** YOUR TASK **
Scan the listing below. Copy each line that contains "anyhow".

** EXTRACTED RECORDS **
use std::collections::HashMap;
use std::time::Duration;

use anyhow::{Context, bail};
use config::{Config, Environment, File, FileFormat};
use rangefinder::{AccuracyMode, MUX_CHANNELS, MuxConfig, RangerConfig, ScannerConfig, TofConfig};
use serde::Deserialize;
use tracing::{error, info};

pub const DEFAULT_CONFIG_PATH: &str = "config/default.toml";

#[derive(Debug, Clone, Copy, PartialEq, Eq, Deserialize)]
#[serde(rename_all = "lowercase")]
pub enum Backend {
    Sim,
    Rpi,
}

#[derive(Debug, Clone, Deserialize)]
pub struct Settings {
    pub backend: Backend,
    #[serde(default = "default_log_level")]
    pub log_level: String,
    #[serde(default)]
    pub run_secs: u64,
    #[serde(default = "default_speed")]
    pub speed_of_sound_cm_s: f64,
    #[serde(default = "default_stale_after")]
    pub stale_after_ms: u64,
    pub mux: Option<MuxSettings>,
    #[serde(default)]
    pub scanners: Vec<ScannerSettings>,
    pub tof: Option<TofSettings>,
    #[serde(default)]
    pub sim: SimSettings,
}

#[derive(Debug, Clone, Deserialize)]
pub struct MuxSettings {
    pub trigger_pin: u8,
    pub echo_pin: u8,
    pub select_pins: [u8; 4],
    pub sensors: usize,
    #[serde(default = "default_settle")]
    pub settle_ms: u64,
    #[serde(default = "default_mux_timeout")]
    pub timeout_ms: u64,
    #[serde(default = "default_mux_period")]
    pub period_ms: u64,
}

#[derive(Debug, Clone, Deserialize)]
pub struct ScannerSettings {
    pub name: String,
    pub servo_pin: u8,
    pub trigger_pin: u8,
    pub echo_pin: u8,
    pub offset: f64,
    #[serde(default = "default_min_angle")]
    pub min_angle: f64,
    #[serde(default = "default_max_angle")]
    pub max_angle: f64,
    #[serde(default = "default_step")]
    pub step: f64,
    #[serde(default = "default_samples")]
    pub samples: usize,
}

#[derive(Debug, Clone, Deserialize)]
pub struct TofSettings {
    pub shutdown_pins: Vec<u8>,
    pub addresses: Vec<u8>,
    #[serde(default)]
    pub mode: AccuracyMode,
    #[serde(default = "default_tof_delay")]
    pub reset_hold_ms: u64,
    #[serde(default = "default_tof_delay")]
    pub boot_delay_ms: u64,
}

/// Scene played back by the simulated backend.
#[derive(Debug, Clone, Deserialize)]
pub struct SimSettings {
    pub seed: u64,
    pub jitter_us: u32,
    pub mux_echo_us: Vec<u32>,
    pub scanner_echo_us: u32,
    pub tof_distance_mm: Vec<u16>,
}

impl Default for SimSettings {
    fn default() -> Self {
        SimSettings {
            seed: 0,
            jitter_us: 0,
            mux_echo_us: vec![5800],
            scanner_echo_us: 4000,
            tof_distance_mm: vec![500],
        }
    }
}

fn default_log_level() -> String { "info".into() }
fn default_speed() -> f64 { rangefinder::ranger::SPEED_OF_SOUND_CM_S }
fn default_stale_after() -> u64 { 2_000 }
fn default_settle() -> u64 { 10 }
fn default_mux_timeout() -> u64 { 100 }
fn default_mux_period() -> u64 { 250 }
fn default_min_angle() -> f64 { 10.0 }
fn default_max_angle() -> f64 { 160.0 }
fn default_step() -> f64 { 10.0 }
fn default_samples() -> usize { 1 }
fn default_tof_delay() -> u64 { 500 }

/// Load `path`, apply `SONAR__*` environment overrides and check the result.
pub fn load_settings(path: &str) -> anyhow::Result<Settings> {
    info!("Attempting to load configuration from {}", path);

    let built = Config::builder()
        .add_source(File::new(path, FileFormat::Toml).required(true))
        .add_source(Environment::with_prefix("SONAR").separator("__").try_parsing(true))
        .build();

    let config = match built {
        Ok(config) => config,
        Err(e) => {
            error!("Failed to load configuration: {}", e);
            return Err(e).with_context(|| format!("reading {}", path));
        }
    };
    let settings: Settings = config.try_deserialize().context("decoding settings")?;
    settings.validate()?;
    info!(backend = ?settings.backend, scanners = settings.scanners.len(), "Configuration loaded");
    Ok(settings)
}

impl Settings {
    /// Parse settings from TOML text without touching the environment.
    #[cfg(test)]
    pub fn from_toml_str(text: &str) -> anyhow::Result<Self> {
        let settings: Settings = Config::builder()
            .add_source(File::from_str(text, FileFormat::Toml))
            .build()?
            .try_deserialize()?;
        settings.validate()?;
        Ok(settings)
    }

    pub fn validate(&self) -> anyhow::Result<()> {
        let mut owners: HashMap<u8, String> = HashMap::new();
        let mut claim = |pin: u8, owner: String| -> anyhow::Result<()> {
            if let Some(previous) = owners.insert(pin, owner.clone()) {
                bail!("GPIO {} used by both {} and {}", pin, previous, owner);
            }
            Ok(())
        };

        if let Some(mux) = &self.mux {
            claim(mux.trigger_pin, "mux trigger".into())?;
            claim(mux.echo_pin, "mux echo".into())?;
            for (bit, pin) in mux.select_pins.iter().enumerate() {
                claim(*pin, format!("mux s{}", bit))?;
            }
            if mux.sensors == 0 || mux.sensors > MUX_CHANNELS {
                bail!("mux.sensors must be between 1 and {}, got {}", MUX_CHANNELS, mux.sensors);
            }
        }
        for scanner in &self.scanners {
            claim(scanner.servo_pin, format!("scanner {} servo", scanner.name))?;
            claim(scanner.trigger_pin, format!("scanner {} trigger", scanner.name))?;
            claim(scanner.echo_pin, format!("scanner {} echo", scanner.name))?;
            scanner
                .scanner_config(self.speed_of_sound_cm_s)
                .validate()
                .with_context(|| format!("scanner {}", scanner.name))?;
        }
        if let Some(tof) = &self.tof {
            if tof.shutdown_pins.len() != tof.addresses.len() {
                bail!(
                    "tof lists {} shutdown pins but {} addresses",
                    tof.shutdown_pins.len(),
                    tof.addresses.len()
                );
            }
            for pin in &tof.shutdown_pins {
                claim(*pin, "tof shutdown".into())?;
            }
            for address in &tof.addresses {
                if *address > 0x7F {
                    bail!("I2C address {:#04x} is not 7-bit", address);
                }
            }
        }
        Ok(())
    }
}

impl MuxSettings {
    pub fn mux_config(&self, speed_of_sound_cm_s: f64) -> MuxConfig {
        MuxConfig {
            settle: Duration::from_millis(self.settle_ms),
            ranger: RangerConfig {
                timeout: Duration::from_millis(self.timeout_ms),
                speed_of_sound_cm_s,
                ..RangerConfig::default()
            },
        }
    }
}

impl ScannerSettings {
    pub fn scanner_config(&self, speed_of_sound_cm_s: f64) -> ScannerConfig {
        ScannerConfig {
            offset: self.offset,
            min_angle: self.min_angle,
            max_angle: self.max_angle,
            step: self.step,
            speed_of_sound_cm_s,
            ..ScannerConfig::default()
        }
    }
}

impl TofSettings {
    pub fn tof_config(&self) -> TofConfig {
        TofConfig {
            reset_hold: Duration::from_millis(self.reset_hold_ms),
            boot_delay: Duration::from_millis(self.boot_delay_ms),
            mode: self.mode,
        }
    }
}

** RESULT BELOW **
use anyhow::{Context, bail};
pub fn load_settings(path: &str) -> anyhow::Result<Settings> {
    pub fn from_toml_str(text: &str) -> anyhow::Result<Self> {
    pub fn validate(&self) -> anyhow::Result<()> {
        let mut claim = |pin: u8, owner: String| -> anyhow::Result<()> {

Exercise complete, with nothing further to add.